//! Background jobs with one live job per `(resource_id, job_type)`.
//!
//! Jobs are leased through a [`JobStore`](store::JobStore): a job that stops heartbeating is
//! reclaimed by the next caller asking for its slot, and a failed or reclaimed job can be resumed
//! from the last item it durably completed.
//!
//! ```
//! # use joblease::prelude::*;
//! # use joblease::store::memory::InMemoryStore;
//! struct Ocr;
//!
//! #[async_trait::async_trait]
//! impl Worker for Ocr {
//!     const JOB_TYPE: &'static str = "ocr";
//!
//!     async fn run(&self, ctx: &JobContext) -> Result<(), WorkError> {
//!         ctx.set_total_items(3).await?;
//!         for page in ctx.remaining_items(3) {
//!             let text = ctx
//!                 .process(page, |_attempt| async move { Ok(format!("page {page}")) })
//!                 .await?;
//!             ctx.record_output(page, text).await?;
//!         }
//!         Ok(())
//!     }
//! }
//!
//! # #[tokio::main(flavor = "current_thread")]
//! # async fn main() -> Result<(), JobleaseError> {
//! let joblease = Joblease::builder(InMemoryStore::new()).with_worker(Ocr).build();
//!
//! let job = match joblease.create_or_acquire("book-1", Ocr::JOB_TYPE).await? {
//!     Submission::Started { handle, .. } => handle.finished().await?,
//!     Submission::Conflict { existing_job_id } => joblease.job(existing_job_id).await?,
//! };
//! assert_eq!(job.status, JobStatus::Completed);
//! # Ok(())
//! # }
//! ```
use std::{collections::HashMap, sync::Arc};

use thiserror::Error;
use tokio::task::JoinError;

pub mod backoff;
pub mod classify;
pub mod clock;
pub mod config;
pub mod job;
pub mod lock;
pub mod prelude;
pub mod progress;
pub mod resume;
pub mod retry;
pub mod runner;
pub mod store;
pub mod worker;

use classify::{DefaultClassifier, ErrorClassifier};
use clock::{Clock, SystemClock};
use config::Config;
use job::{Job, JobId, StatusReport};
use lock::{JobLockService, LockError};
use progress::ProgressTracker;
use resume::{ResumeCoordinator, ResumePlan};
use runner::{Submission, TaskRunner};
use store::{ItemOutput, JobStore, StoreError};
use worker::{DynWorker, Worker};

/// Entry point: registers workers and exposes the job operations.
pub struct Joblease<S: JobStore> {
    store: Arc<S>,
    lock: JobLockService,
    runner: TaskRunner,
    resume: ResumeCoordinator,
}

/// Configures a [`Joblease`] before any job runs.
pub struct JobleaseBuilder<S: JobStore> {
    store: S,
    config: Config,
    clock: Arc<dyn Clock>,
    classifier: Arc<dyn ErrorClassifier>,
    workers: HashMap<&'static str, Arc<dyn DynWorker>>,
}

impl<S: JobStore> JobleaseBuilder<S> {
    pub fn with_config(mut self, config: Config) -> Self {
        self.config = config;
        self
    }

    pub fn with_clock(mut self, clock: impl Clock) -> Self {
        self.clock = Arc::new(clock);
        self
    }

    pub fn with_classifier(mut self, classifier: impl ErrorClassifier) -> Self {
        self.classifier = Arc::new(classifier);
        self
    }

    /// Registers `worker` for [`Worker::JOB_TYPE`], replacing any worker already registered for it.
    pub fn with_worker<W: Worker>(mut self, worker: W) -> Self {
        if self
            .workers
            .insert(W::JOB_TYPE, Arc::new(worker))
            .is_some()
        {
            tracing::warn!(job_type = W::JOB_TYPE, "Replacing worker for job type");
        }
        self
    }

    pub fn build(self) -> Joblease<S> {
        let store = Arc::new(self.store);
        let lock = JobLockService::new(store.clone(), self.clock, self.config.staleness());
        let progress = ProgressTracker::new(lock.clone(), self.config.flush_batch_size());
        let runner = TaskRunner::new(
            lock.clone(),
            progress,
            self.classifier,
            self.config.unit_retry(),
            self.workers,
        );
        Joblease {
            store,
            resume: ResumeCoordinator::new(lock.clone()),
            lock,
            runner,
        }
    }
}

impl<S: JobStore> Joblease<S> {
    pub fn builder(store: S) -> JobleaseBuilder<S> {
        JobleaseBuilder {
            store,
            config: Config::default(),
            clock: Arc::new(SystemClock),
            classifier: Arc::new(DefaultClassifier),
            workers: HashMap::new(),
        }
    }

    /// Starts a job for the pair unless a live one already exists.
    ///
    /// A stale holder of the slot is reclaimed and the new job is returned from the same call.
    pub async fn create_or_acquire(
        &self,
        resource_id: &str,
        job_type: &str,
    ) -> Result<Submission, JobleaseError> {
        self.runner.submit(resource_id, job_type).await
    }

    /// Starts a new attempt continuing the latest failed (or stale) attempt for the pair.
    pub async fn resume(&self, resource_id: &str, job_type: &str) -> Result<Submission, JobleaseError> {
        self.runner.resume(resource_id, job_type).await
    }

    pub async fn job(&self, job_id: JobId) -> Result<Job, JobleaseError> {
        Ok(self.lock.job(job_id).await?)
    }

    pub async fn status(&self, job_id: JobId) -> Result<StatusReport, JobleaseError> {
        let job = self.lock.job(job_id).await?;
        Ok(StatusReport::new(job, self.lock.now()))
    }

    /// Asks a job to stop at its next unit boundary. Cancelling a finished job is accepted and
    /// changes nothing.
    pub async fn cancel(&self, job_id: JobId) -> Result<(), JobleaseError> {
        self.lock.request_cancel(job_id).await?;
        Ok(())
    }

    /// Every attempt for the pair, oldest first.
    pub async fn attempts(&self, resource_id: &str, job_type: &str) -> Result<Vec<Job>, JobleaseError> {
        Ok(self.store.attempts(resource_id, job_type).await?)
    }

    /// Where a resume of the pair would start, without starting it.
    pub async fn resume_plan(
        &self,
        resource_id: &str,
        job_type: &str,
    ) -> Result<Option<ResumePlan>, JobleaseError> {
        Ok(self.resume.plan_resume(resource_id, job_type).await?)
    }

    pub async fn item_outputs(&self, job_id: JobId) -> Result<Vec<ItemOutput>, JobleaseError> {
        Ok(self.store.item_outputs(job_id).await?)
    }

    pub fn store(&self) -> &S {
        &self.store
    }

    pub fn lock_service(&self) -> &JobLockService {
        &self.lock
    }

    /// Stops accepting jobs and waits for the running ones to stop at their next unit boundary.
    /// They are released as failed with [`ErrorKind::Interrupted`](job::ErrorKind::Interrupted)
    /// and can be resumed later.
    pub async fn graceful_shutdown(&self) {
        self.runner.graceful_shutdown().await
    }
}

#[derive(Debug, Error)]
pub enum JobleaseError {
    #[error("No worker registered for job type {0}")]
    UnknownJobType(String),
    #[error("No failed attempt to resume for {resource_id}/{job_type}")]
    NoFailedAttempt {
        resource_id: String,
        job_type: String,
    },
    #[error("Job {0} not found")]
    JobNotFound(JobId),
    #[error("Shutting down, not accepting jobs")]
    ShuttingDown,
    #[error("Job task failed to complete")]
    TaskFailed(#[from] JoinError),
    #[error(transparent)]
    Lock(LockError),
    #[error(transparent)]
    Store(StoreError),
}

impl From<StoreError> for JobleaseError {
    fn from(value: StoreError) -> Self {
        match value {
            StoreError::JobNotFound(job_id) => Self::JobNotFound(job_id),
            error => Self::Store(error),
        }
    }
}

impl From<LockError> for JobleaseError {
    fn from(value: LockError) -> Self {
        match value {
            LockError::NoFailedAttempt {
                resource_id,
                job_type,
            } => Self::NoFailedAttempt {
                resource_id,
                job_type,
            },
            LockError::Store(error) => error.into(),
            error => Self::Lock(error),
        }
    }
}

#[cfg(test)]
mod tests {
    use std::time::Duration;

    use assert_matches::assert_matches;
    use async_trait::async_trait;
    use chrono::TimeDelta;
    use tokio::sync::Notify;

    use super::*;
    use crate::{
        classify::UnitError,
        clock::ManualClock,
        job::{ErrorKind, JobStatus},
        runner::JobContext,
        store::memory::InMemoryStore,
        worker::WorkError,
    };

    struct Chapters;

    #[async_trait]
    impl Worker for Chapters {
        const JOB_TYPE: &'static str = "chapters";

        async fn run(&self, ctx: &JobContext) -> Result<(), WorkError> {
            ctx.set_total_items(4).await?;
            for item in ctx.remaining_items(4) {
                let fail = item == 3 && ctx.attempt() == 1;
                ctx.process(item, |_attempt| async move {
                    if fail {
                        Err(UnitError::validation("chapter has no title"))
                    } else {
                        Ok(())
                    }
                })
                .await?;
            }
            Ok(())
        }
    }

    /// Records sections itself and stops when asked to, pausing after the second one.
    #[derive(Default)]
    struct Sections {
        reached: Arc<Notify>,
        open: Arc<Notify>,
    }

    #[async_trait]
    impl Worker for Sections {
        const JOB_TYPE: &'static str = "sections";

        async fn run(&self, ctx: &JobContext) -> Result<(), WorkError> {
            for item in ctx.remaining_items(5) {
                if ctx.cancelled().await? {
                    return Err(WorkError::Cancelled);
                }
                ctx.record(item, true).await?;
                if item == 2 {
                    self.reached.notify_one();
                    self.open.notified().await;
                }
            }
            Ok(())
        }
    }

    fn joblease(clock: &ManualClock) -> Joblease<InMemoryStore> {
        Joblease::builder(InMemoryStore::new())
            .with_clock(clock.clone())
            .with_worker(Chapters)
            .build()
    }

    async fn run(submission: Submission) -> Job {
        match submission {
            Submission::Started { handle, .. } => handle.finished().await.unwrap(),
            Submission::Conflict { existing_job_id } => {
                panic!("unexpected conflict with {existing_job_id}")
            }
        }
    }

    #[tokio::test]
    async fn failed_job_is_reported_and_resumed() {
        let clock = ManualClock::default();
        let joblease = joblease(&clock);

        let failed = run(joblease
            .create_or_acquire("book-1", Chapters::JOB_TYPE)
            .await
            .unwrap())
        .await;

        clock.advance(TimeDelta::seconds(10));
        let status = joblease.status(failed.id).await.unwrap();
        assert_eq!(status.status, JobStatus::Failed);
        assert_eq!(status.last_completed_item, 2);
        assert_eq!(status.total_items, Some(4));
        assert_eq!(status.heartbeat_age, Some(Duration::from_secs(10)));
        assert_matches!(status.error, Some(job::JobError { kind: ErrorKind::UnitFatal, .. }));

        let plan = joblease
            .resume_plan("book-1", Chapters::JOB_TYPE)
            .await
            .unwrap()
            .unwrap();
        assert_eq!(plan.previous, failed.id);
        assert_eq!(plan.resume_from, 2);
        assert!(plan.should_skip(2));

        let resumed = run(joblease.resume("book-1", Chapters::JOB_TYPE).await.unwrap()).await;
        assert_eq!(resumed.status, JobStatus::Completed);
        assert_eq!(resumed.attempt, 2);

        let attempts = joblease
            .attempts("book-1", Chapters::JOB_TYPE)
            .await
            .unwrap();
        assert_eq!(
            attempts.iter().map(|job| job.id).collect::<Vec<_>>(),
            vec![failed.id, resumed.id]
        );
        assert!(joblease
            .resume_plan("book-1", Chapters::JOB_TYPE)
            .await
            .unwrap()
            .is_none());
    }

    #[tokio::test]
    async fn errors_are_mapped_for_callers() {
        let joblease = joblease(&ManualClock::default());

        assert_matches!(
            joblease.resume("book-1", Chapters::JOB_TYPE).await,
            Err(JobleaseError::NoFailedAttempt { .. })
        );
        assert_matches!(
            joblease.status(42.into()).await,
            Err(JobleaseError::JobNotFound(job_id)) if job_id == JobId::from(42)
        );
        assert_matches!(
            joblease.cancel(42.into()).await,
            Err(JobleaseError::JobNotFound(_))
        );
        assert_matches!(
            joblease.create_or_acquire("book-1", "unknown").await,
            Err(JobleaseError::UnknownJobType(_))
        );
    }

    #[tokio::test]
    async fn cancelling_finished_job_is_accepted() {
        let joblease = joblease(&ManualClock::default());
        let job = run(joblease
            .create_or_acquire("book-2", Chapters::JOB_TYPE)
            .await
            .unwrap())
        .await;

        assert!(joblease.cancel(job.id).await.is_ok());
        assert!(!joblease.job(job.id).await.unwrap().cancel_requested);
    }

    #[tokio::test]
    async fn cancel_stops_a_running_job() {
        let worker = Sections::default();
        let (reached, open) = (worker.reached.clone(), worker.open.clone());
        let joblease = Joblease::builder(InMemoryStore::new())
            .with_clock(ManualClock::default())
            .with_worker(worker)
            .build();

        let submission = joblease
            .create_or_acquire("book-3", Sections::JOB_TYPE)
            .await
            .unwrap();
        let job_id = submission.job_id();
        reached.notified().await;

        joblease.cancel(job_id).await.unwrap();
        assert!(joblease.job(job_id).await.unwrap().cancel_requested);
        open.notify_one();

        let job = run(submission).await;
        assert_eq!(job.status, JobStatus::Failed);
        assert_eq!(job.last_completed_item, 2);
        assert_eq!(job.completed_items, 2);
        assert_matches!(job.error, Some(job::JobError { kind: ErrorKind::CancelledByUser, .. }));
    }
}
——
(What you are asked to do) Search the preceding listing for "handle" and extract every line where it is found.

(Solved exercise)
//!     Submission::Started { handle, .. } => handle.finished().await?,
            Submission::Started { handle, .. } => handle.finished().await.unwrap(),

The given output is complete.